TASK INSTRUCTIONS:
Scan the material for the word "push" and return every matching line.

==== PROVIDED ENTRIES

//! Shared primitive types: [`Address`], [`U256`], [`Selector`].

use core::fmt;
use core::str::FromStr;

use serde::{Deserialize, Serialize};

pub use ruint::aliases::U256;

/// Width (in bytes) of an account address.
pub const ADDRESS_BYTES: usize = 20;

/// First four bytes of `keccak256(signature)`.
pub type Selector = [u8; 4];

/// 20-byte account address (EVM layout).
#[derive(Clone, Copy, Default, PartialEq, Eq, PartialOrd, Ord, Hash, Serialize, Deserialize)]
pub struct Address(pub [u8; ADDRESS_BYTES]);

impl Address {
    pub const ZERO: Address = Address([0u8; ADDRESS_BYTES]);

    #[inline]
    pub const fn new(bytes: [u8; ADDRESS_BYTES]) -> Self {
        Self(bytes)
    }

    /// Deterministic address for fixtures: big-endian `n` in the low bytes.
    pub fn from_low_u64(n: u64) -> Self {
        let mut out = [0u8; ADDRESS_BYTES];
        out[ADDRESS_BYTES - 8..].copy_from_slice(&n.to_be_bytes());
        Self(out)
    }

    #[inline]
    pub fn as_bytes(&self) -> &[u8; ADDRESS_BYTES] {
        &self.0
    }

    #[inline]
    pub fn is_zero(&self) -> bool {
        self.0 == [0u8; ADDRESS_BYTES]
    }
}

impl fmt::Display for Address {
    fn fmt(&self, f: &mut fmt::Formatter<'_>) -> fmt::Result {
        write!(f, "0x{}", hex::encode(self.0))
    }
}

impl fmt::Debug for Address {
    fn fmt(&self, f: &mut fmt::Formatter<'_>) -> fmt::Result {
        write!(f, "Address({self})")
    }
}

/// Errors from parsing a hex address.
#[derive(Debug, Clone, PartialEq, thiserror::Error)]
pub enum AddressParseError {
    #[error("hex decode error: {0}")]
    Hex(#[from] hex::FromHexError),
    #[error("address must be {ADDRESS_BYTES} bytes, got {0}")]
    Length(usize),
}

impl FromStr for Address {
    type Err = AddressParseError;

    fn from_str(s: &str) -> Result<Self, Self::Err> {
        let s = s.trim();
        let body = s.strip_prefix("0x").or_else(|| s.strip_prefix("0X")).unwrap_or(s);
        let raw = hex::decode(body)?;
        if raw.len() != ADDRESS_BYTES {
            return Err(AddressParseError::Length(raw.len()));
        }
        let mut out = [0u8; ADDRESS_BYTES];
        out.copy_from_slice(&raw);
        Ok(Self(out))
    }
}

impl From<[u8; ADDRESS_BYTES]> for Address {
    fn from(bytes: [u8; ADDRESS_BYTES]) -> Self {
        Self(bytes)
    }
}

#[cfg(test)]
mod tests {
    use super::*;

    #[test]
    fn address_hex_roundtrip() {
        let a = Address::from_low_u64(0xdead_beef);
        let s = a.to_string();
        assert_eq!(s, "0x00000000000000000000000000000000deadbeef");
        assert_eq!(s.parse::<Address>().unwrap(), a);
    }

    #[test]
    fn address_rejects_bad_length() {
        assert_eq!(
            "0x1234".parse::<Address>().unwrap_err(),
            AddressParseError::Length(2)
        );
        assert!(matches!(
            "0xzz".parse::<Address>().unwrap_err(),
            AddressParseError::Hex(_)
        ));
    }

    #[test]
    fn hex_errors_compare_by_cause() {
        assert_eq!(
            "0xabc".parse::<Address>().unwrap_err(),
            AddressParseError::Hex(hex::FromHexError::OddLength)
        );
        assert_ne!(
            "0xzz".parse::<Address>().unwrap_err(),
            AddressParseError::Hex(hex::FromHexError::OddLength)
        );
    }
}
//! Shared fixtures for integration tests.
//!
//! `Tree` mirrors how allowlists are built off-chain (merkletreejs with
//! `sortPairs: true`, leaves passed pre-hashed): pairs are hashed in sorted
//! order and an unpaired node at the end of a layer is promoted unchanged.

#![allow(dead_code)]

use merkle_airdrop::hash::Digest32;
use merkle_airdrop::merkle::{hash_sorted_pair, leaf_hash};
use merkle_airdrop::{Address, U256};

pub struct Tree {
    layers: Vec<Vec<Digest32>>,
}

impl Tree {
    pub fn new(leaves: Vec<Digest32>) -> Self {
        assert!(!leaves.is_empty(), "tree needs at least one leaf");
        let mut layers = vec![leaves];
        while layers.last().map_or(0, Vec::len) > 1 {
            let prev = layers.last().unwrap();
            let next = prev
                .chunks(2)
                .map(|pair| match pair {
                    [a, b] => hash_sorted_pair(a, b),
                    [odd] => *odd,
                    _ => unreachable!(),
                })
                .collect();
            layers.push(next);
        }
        Self { layers }
    }

    pub fn root(&self) -> Digest32 {
        self.layers.last().unwrap()[0]
    }

    pub fn leaf(&self, i: usize) -> Digest32 {
        self.layers[0][i]
    }

    /// Sibling hashes from leaf `i` up to (not including) the root.
    pub fn proof(&self, mut i: usize) -> Vec<Digest32> {
        let mut proof = Vec::new();
        for layer in &self.layers[..self.layers.len() - 1] {
            let sibling = i ^ 1;
            if sibling < layer.len() {
                proof.push(layer[sibling]);
            }
            i /= 2;
        }
        proof
    }
}

/// Deterministic distinct accounts.
pub fn signers(n: usize) -> Vec<Address> {
    (0..n as u64).map(|i| Address::from_low_u64(0xa11c_e000 + i)).collect()
}

/// Allowlist where `accounts[i]` is entitled to index `i`.
pub fn allowlist(accounts: &[Address]) -> Tree {
    let leaves = accounts
        .iter()
        .enumerate()
        .map(|(i, a)| leaf_hash(a, U256::from(i as u64)))
        .collect();
    Tree::new(leaves)
}

pub fn idx(i: u64) -> U256 {
    U256::from(i)
}

pub fn init_tracing() {
    let _ = tracing_subscriber::fmt()
        .with_env_filter(tracing_subscriber::EnvFilter::from_default_env())
        .with_test_writer()
        .try_init();
}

========

RESPONSE:
            layers.push(next);
                proof.push(layer[sibling]);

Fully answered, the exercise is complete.